Keep every line of the data below that has the string "impl" and present those lines.

▬▬▬▬▬▬▬▬▬▬

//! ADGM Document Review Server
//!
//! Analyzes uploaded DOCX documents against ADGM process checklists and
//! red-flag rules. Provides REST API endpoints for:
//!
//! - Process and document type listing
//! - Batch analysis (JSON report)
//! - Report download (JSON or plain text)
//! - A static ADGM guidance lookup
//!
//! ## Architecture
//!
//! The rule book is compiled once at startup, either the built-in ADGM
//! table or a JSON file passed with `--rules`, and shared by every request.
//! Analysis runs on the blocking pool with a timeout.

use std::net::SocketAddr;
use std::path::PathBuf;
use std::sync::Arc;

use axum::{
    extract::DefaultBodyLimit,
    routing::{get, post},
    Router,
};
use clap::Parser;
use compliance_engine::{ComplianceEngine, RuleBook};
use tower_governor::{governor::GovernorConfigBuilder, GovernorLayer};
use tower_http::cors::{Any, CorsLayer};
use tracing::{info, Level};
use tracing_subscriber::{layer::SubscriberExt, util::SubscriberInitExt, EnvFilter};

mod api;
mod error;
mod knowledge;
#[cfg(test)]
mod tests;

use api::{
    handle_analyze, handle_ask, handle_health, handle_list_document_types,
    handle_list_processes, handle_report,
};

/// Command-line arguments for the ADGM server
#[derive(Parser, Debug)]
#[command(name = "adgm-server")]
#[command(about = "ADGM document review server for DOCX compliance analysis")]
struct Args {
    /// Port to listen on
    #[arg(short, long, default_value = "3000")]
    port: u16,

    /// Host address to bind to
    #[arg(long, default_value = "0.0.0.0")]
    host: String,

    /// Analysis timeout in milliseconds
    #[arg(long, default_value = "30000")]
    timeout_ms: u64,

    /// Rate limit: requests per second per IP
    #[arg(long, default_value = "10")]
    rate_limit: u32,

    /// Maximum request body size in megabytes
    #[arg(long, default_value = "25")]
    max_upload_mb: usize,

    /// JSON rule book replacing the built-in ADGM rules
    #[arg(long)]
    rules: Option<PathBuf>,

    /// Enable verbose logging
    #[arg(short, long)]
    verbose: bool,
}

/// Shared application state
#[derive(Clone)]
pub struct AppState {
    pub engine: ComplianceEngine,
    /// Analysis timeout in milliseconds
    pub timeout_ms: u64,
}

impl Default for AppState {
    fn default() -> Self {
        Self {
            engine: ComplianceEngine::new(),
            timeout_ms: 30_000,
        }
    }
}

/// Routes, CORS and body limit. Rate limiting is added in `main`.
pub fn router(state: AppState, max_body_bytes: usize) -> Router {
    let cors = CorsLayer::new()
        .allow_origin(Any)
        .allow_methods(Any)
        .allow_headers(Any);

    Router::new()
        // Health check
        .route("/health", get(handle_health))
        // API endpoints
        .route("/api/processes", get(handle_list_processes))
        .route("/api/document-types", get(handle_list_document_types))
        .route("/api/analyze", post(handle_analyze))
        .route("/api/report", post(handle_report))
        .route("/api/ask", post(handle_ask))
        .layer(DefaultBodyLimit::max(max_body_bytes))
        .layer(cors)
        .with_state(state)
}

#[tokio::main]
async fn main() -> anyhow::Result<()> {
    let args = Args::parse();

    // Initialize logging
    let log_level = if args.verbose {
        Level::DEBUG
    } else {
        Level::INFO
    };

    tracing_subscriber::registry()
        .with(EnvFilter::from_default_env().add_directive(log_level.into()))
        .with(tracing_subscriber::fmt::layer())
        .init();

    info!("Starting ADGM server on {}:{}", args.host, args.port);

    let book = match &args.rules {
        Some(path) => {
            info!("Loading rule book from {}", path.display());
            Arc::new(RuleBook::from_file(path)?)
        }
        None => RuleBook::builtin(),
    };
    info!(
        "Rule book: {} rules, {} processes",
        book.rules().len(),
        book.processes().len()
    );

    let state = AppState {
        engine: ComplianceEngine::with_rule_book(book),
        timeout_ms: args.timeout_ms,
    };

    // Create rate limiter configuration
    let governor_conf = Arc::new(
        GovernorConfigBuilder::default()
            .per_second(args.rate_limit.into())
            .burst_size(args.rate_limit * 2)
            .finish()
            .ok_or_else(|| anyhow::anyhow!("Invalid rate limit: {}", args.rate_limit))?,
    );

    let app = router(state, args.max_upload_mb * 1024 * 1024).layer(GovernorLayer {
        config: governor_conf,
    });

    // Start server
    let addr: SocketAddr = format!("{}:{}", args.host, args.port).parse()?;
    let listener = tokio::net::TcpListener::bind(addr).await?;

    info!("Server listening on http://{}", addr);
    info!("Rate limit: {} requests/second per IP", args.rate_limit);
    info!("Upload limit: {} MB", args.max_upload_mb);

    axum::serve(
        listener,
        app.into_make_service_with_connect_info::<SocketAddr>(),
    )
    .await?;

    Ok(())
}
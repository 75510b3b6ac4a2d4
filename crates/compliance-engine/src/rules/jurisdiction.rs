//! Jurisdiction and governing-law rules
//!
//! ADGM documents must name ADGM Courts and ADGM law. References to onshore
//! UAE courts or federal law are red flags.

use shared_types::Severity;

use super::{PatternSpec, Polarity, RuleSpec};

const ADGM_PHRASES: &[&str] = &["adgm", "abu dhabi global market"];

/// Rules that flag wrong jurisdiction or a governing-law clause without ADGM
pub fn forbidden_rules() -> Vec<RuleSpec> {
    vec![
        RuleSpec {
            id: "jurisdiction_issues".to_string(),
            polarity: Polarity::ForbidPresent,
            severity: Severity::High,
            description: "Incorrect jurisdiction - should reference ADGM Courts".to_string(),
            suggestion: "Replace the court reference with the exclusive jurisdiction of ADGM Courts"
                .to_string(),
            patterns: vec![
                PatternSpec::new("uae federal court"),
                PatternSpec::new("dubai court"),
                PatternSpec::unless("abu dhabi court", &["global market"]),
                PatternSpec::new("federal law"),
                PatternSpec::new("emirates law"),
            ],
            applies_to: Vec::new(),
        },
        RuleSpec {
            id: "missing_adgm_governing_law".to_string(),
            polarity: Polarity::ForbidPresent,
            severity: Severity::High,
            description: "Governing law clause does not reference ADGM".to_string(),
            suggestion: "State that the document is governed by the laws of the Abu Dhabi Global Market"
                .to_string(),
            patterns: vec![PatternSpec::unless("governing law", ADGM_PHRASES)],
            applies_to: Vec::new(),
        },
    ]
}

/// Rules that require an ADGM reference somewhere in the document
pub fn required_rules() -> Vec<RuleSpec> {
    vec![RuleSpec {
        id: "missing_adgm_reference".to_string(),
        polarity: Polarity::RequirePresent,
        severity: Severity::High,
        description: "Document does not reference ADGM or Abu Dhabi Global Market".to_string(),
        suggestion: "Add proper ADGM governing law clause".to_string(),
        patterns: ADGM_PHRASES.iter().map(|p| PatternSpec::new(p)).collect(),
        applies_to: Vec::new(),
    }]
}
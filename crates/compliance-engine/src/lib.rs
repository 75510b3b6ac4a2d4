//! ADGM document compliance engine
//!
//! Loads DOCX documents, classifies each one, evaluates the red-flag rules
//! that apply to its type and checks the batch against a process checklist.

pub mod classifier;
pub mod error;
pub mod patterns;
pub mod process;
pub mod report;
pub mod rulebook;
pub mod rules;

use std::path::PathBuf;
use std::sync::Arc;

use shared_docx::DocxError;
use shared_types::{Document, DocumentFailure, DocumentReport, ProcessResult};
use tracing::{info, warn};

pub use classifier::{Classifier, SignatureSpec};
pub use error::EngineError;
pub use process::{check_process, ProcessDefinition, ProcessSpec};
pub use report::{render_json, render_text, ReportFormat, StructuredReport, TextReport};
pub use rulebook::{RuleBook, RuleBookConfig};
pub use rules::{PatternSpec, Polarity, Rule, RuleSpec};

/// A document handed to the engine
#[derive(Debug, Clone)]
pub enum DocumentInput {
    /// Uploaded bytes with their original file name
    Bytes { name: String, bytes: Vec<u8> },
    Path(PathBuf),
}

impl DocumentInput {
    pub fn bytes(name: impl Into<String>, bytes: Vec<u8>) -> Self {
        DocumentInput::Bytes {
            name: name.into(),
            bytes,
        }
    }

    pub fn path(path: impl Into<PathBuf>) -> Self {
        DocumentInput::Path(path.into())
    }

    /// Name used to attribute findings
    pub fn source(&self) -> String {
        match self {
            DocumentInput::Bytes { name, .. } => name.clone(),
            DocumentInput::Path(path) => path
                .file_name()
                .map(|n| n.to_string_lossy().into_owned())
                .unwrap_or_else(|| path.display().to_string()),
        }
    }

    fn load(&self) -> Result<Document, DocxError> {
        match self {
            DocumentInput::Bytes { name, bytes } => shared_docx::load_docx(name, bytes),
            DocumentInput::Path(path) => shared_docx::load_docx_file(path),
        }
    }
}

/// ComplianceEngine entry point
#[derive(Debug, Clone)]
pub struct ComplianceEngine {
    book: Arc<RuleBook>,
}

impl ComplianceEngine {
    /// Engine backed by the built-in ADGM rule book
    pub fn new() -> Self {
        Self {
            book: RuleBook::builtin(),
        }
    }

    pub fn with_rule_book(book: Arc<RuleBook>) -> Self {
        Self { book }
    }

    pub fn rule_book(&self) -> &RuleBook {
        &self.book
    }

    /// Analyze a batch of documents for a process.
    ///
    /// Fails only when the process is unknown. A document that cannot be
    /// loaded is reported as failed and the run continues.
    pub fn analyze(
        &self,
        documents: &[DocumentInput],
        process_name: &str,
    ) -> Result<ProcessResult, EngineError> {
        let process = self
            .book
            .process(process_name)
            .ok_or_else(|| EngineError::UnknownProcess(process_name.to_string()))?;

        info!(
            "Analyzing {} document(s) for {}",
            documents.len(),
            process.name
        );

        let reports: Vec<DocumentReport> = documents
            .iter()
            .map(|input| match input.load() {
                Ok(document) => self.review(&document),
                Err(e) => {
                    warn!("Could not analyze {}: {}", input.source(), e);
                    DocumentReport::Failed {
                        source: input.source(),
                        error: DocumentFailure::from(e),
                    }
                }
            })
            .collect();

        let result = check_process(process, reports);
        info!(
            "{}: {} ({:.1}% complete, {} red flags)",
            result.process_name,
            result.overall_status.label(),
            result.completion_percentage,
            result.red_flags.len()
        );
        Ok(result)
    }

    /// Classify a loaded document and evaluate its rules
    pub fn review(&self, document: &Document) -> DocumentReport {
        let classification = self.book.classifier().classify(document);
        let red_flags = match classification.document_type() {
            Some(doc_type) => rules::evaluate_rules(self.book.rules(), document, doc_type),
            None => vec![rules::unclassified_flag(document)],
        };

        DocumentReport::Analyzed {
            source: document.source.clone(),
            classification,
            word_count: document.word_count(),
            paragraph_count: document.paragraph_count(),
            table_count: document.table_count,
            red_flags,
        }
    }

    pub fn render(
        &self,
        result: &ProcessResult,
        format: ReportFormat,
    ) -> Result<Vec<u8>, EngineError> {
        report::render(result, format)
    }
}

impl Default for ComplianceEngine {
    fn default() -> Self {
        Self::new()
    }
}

▬▬▬▬▬▬▬▬▬▬

> _RESULT BELOW_:
impl Default for AppState {
impl DocumentInput {
    pub fn bytes(name: impl Into<String>, bytes: Vec<u8>) -> Self {
    pub fn path(path: impl Into<PathBuf>) -> Self {
impl ComplianceEngine {
impl Default for ComplianceEngine {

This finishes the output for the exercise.